Kendra: And in a culture like that. to admit that you’re burnt out or even that you’re struggling can be hard.

Moira: Currently. Parents can really not fail admitting that you are tired of your children, that you are sick of parenting. Yeah. That’s just not possible in such an atmosphere.

Kendra: And if burnout isn’t addressed, the outcome can be devastating. First of all, to your health. The release of cortisol, that stress hormone that caused me so many problems can be measured over time in your hair.

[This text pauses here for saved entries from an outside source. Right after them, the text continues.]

/*
 * Copyright 2025 by Ideal Labs, LLC
 *
 * Licensed under the Apache License, Version 2.0 (the "License");
 * you may not use this file except in compliance with the License.
 * You may obtain a copy of the License at
 *
 *     http://www.apache.org/licenses/LICENSE-2.0
 *
 * Unless required by applicable law or agreed to in writing, software
 * distributed under the License is distributed on an "AS IS" BASIS,
 * WITHOUT WARRANTIES OR CONDITIONS OF ANY KIND, either express or implied.
 * See the License for the specific language governing permissions and
 * limitations under the License.
 */

//! Import/export of group elements and scalars.
//!
//! Group elements travel in their compressed form, base64 on text
//! boundaries. Scalars travel as lowercase big-endian hex; any import is
//! reduced mod r.

use ark_ff::{BigInteger, PrimeField};
use ark_serialize::{CanonicalDeserialize, CanonicalSerialize};

use crate::error::Error;
use crate::group::Scalar;

/// Compressed binary form of a group element.
pub fn to_bytes<T: CanonicalSerialize>(value: &T) -> Vec<u8> {
	let mut out = Vec::with_capacity(value.compressed_size());
	value
		.serialize_compressed(&mut out)
		.expect("serialization into a Vec cannot fail");
	out
}

/// Reads a group element from its compressed form, validating that the
/// bytes name a point on the curve in the right subgroup.
pub fn from_bytes<T: CanonicalDeserialize>(bytes: &[u8]) -> Result<T, Error> {
	T::deserialize_compressed(bytes).map_err(|_| Error::BadEncoding)
}

/// Base64 of the compressed form.
pub fn to_base64<T: CanonicalSerialize>(value: &T) -> String {
	base64::encode(to_bytes(value))
}

pub fn from_base64<T: CanonicalDeserialize>(encoded: &str) -> Result<T, Error> {
	let bytes = base64::decode(encoded).map_err(|_| Error::BadEncoding)?;
	from_bytes(&bytes)
}

/// Canonical 32-byte big-endian form of a scalar.
pub fn scalar_to_bytes(scalar: &Scalar) -> [u8; 32] {
	scalar
		.into_bigint()
		.to_bytes_be()
		.try_into()
		.expect("the scalar field fits 32 bytes")
}

/// Interprets big-endian bytes as an integer and reduces it mod r.
pub fn scalar_from_be_bytes(bytes: &[u8]) -> Scalar {
	Scalar::from_be_bytes_mod_order(bytes)
}

pub fn scalar_to_hex(scalar: &Scalar) -> String {
	hex::encode(scalar_to_bytes(scalar))
}

/// Reads a big-endian hex scalar. Odd-length strings get an implied
/// leading zero nibble; the value is reduced mod r.
pub fn scalar_from_hex(encoded: &str) -> Result<Scalar, Error> {
	let padded;
	let normalized = if encoded.len() % 2 == 1 {
		padded = format!("0{}", encoded);
		&padded
	} else {
		encoded
	};
	let bytes = hex::decode(normalized).map_err(|_| Error::BadEncoding)?;
	Ok(scalar_from_be_bytes(&bytes))
}

#[cfg(test)]
mod test {
	use super::*;
	use crate::group::{G1, G2, Gt};
	use ark_ff::One;
	use ark_std::{test_rng, UniformRand};

	#[test]
	fn codec_points_round_trip_through_bytes_and_base64() {
		let mut rng = test_rng();

		let p = G1::rand(&mut rng);
		assert_eq!(p, from_bytes::<G1>(&to_bytes(&p)).unwrap());
		assert_eq!(p, from_base64::<G1>(&to_base64(&p)).unwrap());

		let q = G2::rand(&mut rng);
		assert_eq!(q, from_bytes::<G2>(&to_bytes(&q)).unwrap());

		let e = crate::group::pair(&p, &q);
		assert_eq!(e, from_base64::<Gt>(&to_base64(&e)).unwrap());
	}

	#[test]
	fn codec_rejects_garbage() {
		assert_eq!(from_base64::<G1>("not base64!"), Err(Error::BadEncoding));
		assert_eq!(from_bytes::<G1>(&[0xAB; 7]), Err(Error::BadEncoding));
		assert_eq!(scalar_from_hex("zzzz"), Err(Error::BadEncoding));
	}

	#[test]
	fn codec_scalar_hex_round_trips() {
		let mut rng = test_rng();
		for _ in 0..8 {
			let s = Scalar::rand(&mut rng);
			assert_eq!(s, scalar_from_hex(&scalar_to_hex(&s)).unwrap());
		}
	}

	#[test]
	fn codec_scalar_hex_tolerates_odd_length() {
		let s = scalar_from_hex("f").unwrap();
		assert_eq!(s, Scalar::from(15u64));

		let one = scalar_from_hex("1").unwrap();
		assert!(one.is_one());
	}

	#[test]
	fn codec_scalar_import_reduces_mod_r() {
		// 2^256 - 1 is far above the group order
		let all_ones = [0xFFu8; 32];
		let reduced = scalar_from_be_bytes(&all_ones);
		assert_eq!(reduced, scalar_from_hex(&hex::encode(all_ones)).unwrap());
		// the reduced value re-exports canonically, below 32 bytes of 0xFF
		assert_ne!(scalar_to_bytes(&reduced), all_ones);
	}
}
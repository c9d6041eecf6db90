/*
 * Copyright 2025 by Ideal Labs, LLC
 *
 * Licensed under the Apache License, Version 2.0 (the "License");
 * you may not use this file except in compliance with the License.
 * You may obtain a copy of the License at
 *
 *     http://www.apache.org/licenses/LICENSE-2.0
 *
 * Unless required by applicable law or agreed to in writing, software
 * distributed under the License is distributed on an "AS IS" BASIS,
 * WITHOUT WARRANTIES OR CONDITIONS OF ANY KIND, either express or implied.
 * See the License for the specific language governing permissions and
 * limitations under the License.
 */

use std::collections::BTreeMap;

use crate::group::{codec, Scalar, G1, G2};

/// Handle to a node of the extraction tree.
///
/// Handles are only meaningful against the instance that issued them.
#[derive(Debug, Clone, Copy, PartialEq, Eq, PartialOrd, Ord)]
pub struct EntityId(pub(crate) usize);

/// One node of the key hierarchy.
///
/// A node at depth `t` under identity path `id_1, ..., id_t` carries its
/// derivation scalar `s_t`, its aggregated secret point
/// `S_t = S_{t-1} + s_{t-1} * P_t`, the hash point `P_t` of its own
/// identity segment, and the Q-values `[s_1 * P0, ..., s_t * P0]`
/// collected along its ancestry.
#[derive(Debug, Clone)]
pub struct Entity {
	pub(crate) id: String,
	pub(crate) derivation: Scalar,
	pub(crate) secret_point: G1,
	pub(crate) public: G1,
	pub(crate) q_values: Vec<G2>,
	pub(crate) parent: Option<EntityId>,
	pub(crate) children: BTreeMap<String, EntityId>,
}

impl Entity {
	/// The identity segment this node answers for.
	pub fn id(&self) -> &str {
		&self.id
	}

	pub fn parent(&self) -> Option<EntityId> {
		self.parent
	}

	/// Q-values along the ancestry, root child first, this node last.
	pub fn q_values(&self) -> &[G2] {
		&self.q_values
	}

	/// The metadata a verifier needs for this node: base64 of its own
	/// (final) Q-value. This is the per-day blob published in DNS.
	pub fn params(&self) -> String {
		let q = self
			.q_values
			.last()
			.expect("every entity carries at least its own Q-value");
		codec::to_base64(q)
	}
}

/// Flat storage for the entity tree.
///
/// Nodes never move and are never evicted, so an [`EntityId`] stays valid
/// for the lifetime of the instance; the parent back-reference is an
/// index instead of an owning edge.
#[derive(Debug, Default)]
pub(crate) struct Arena {
	nodes: Vec<Entity>,
	roots: BTreeMap<String, EntityId>,
}

impl Arena {
	pub fn get(&self, id: EntityId) -> &Entity {
		&self.nodes[id.0]
	}

	pub fn child(&self, parent: Option<EntityId>, id: &str) -> Option<EntityId> {
		match parent {
			Some(p) => self.nodes[p.0].children.get(id).copied(),
			None => self.roots.get(id).copied(),
		}
	}

	pub fn insert(&mut self, entity: Entity) -> EntityId {
		let handle = EntityId(self.nodes.len());
		let parent = entity.parent;
		let id = entity.id.clone();
		self.nodes.push(entity);
		match parent {
			Some(p) => {
				self.nodes[p.0].children.insert(id, handle);
			},
			None => {
				self.roots.insert(id, handle);
			},
		}
		handle
	}
}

Moira: Parents in burnout have twice as much cortisol as normal parents. And their level of cortisol is higher than that of patients suffering from severe chronic pain. And also higher than, uh, death of, uh, victims of partner violence.

Kendra: This is exactly what I experienced in my own journey. When I was telling you I had extreme back pain, you know, to the point that I could barely produce cortisol anymore. And as I found out, constantly running an overdrive might feel sustainable at first, but eventually it impacts your physical health. And crucially also your mental health.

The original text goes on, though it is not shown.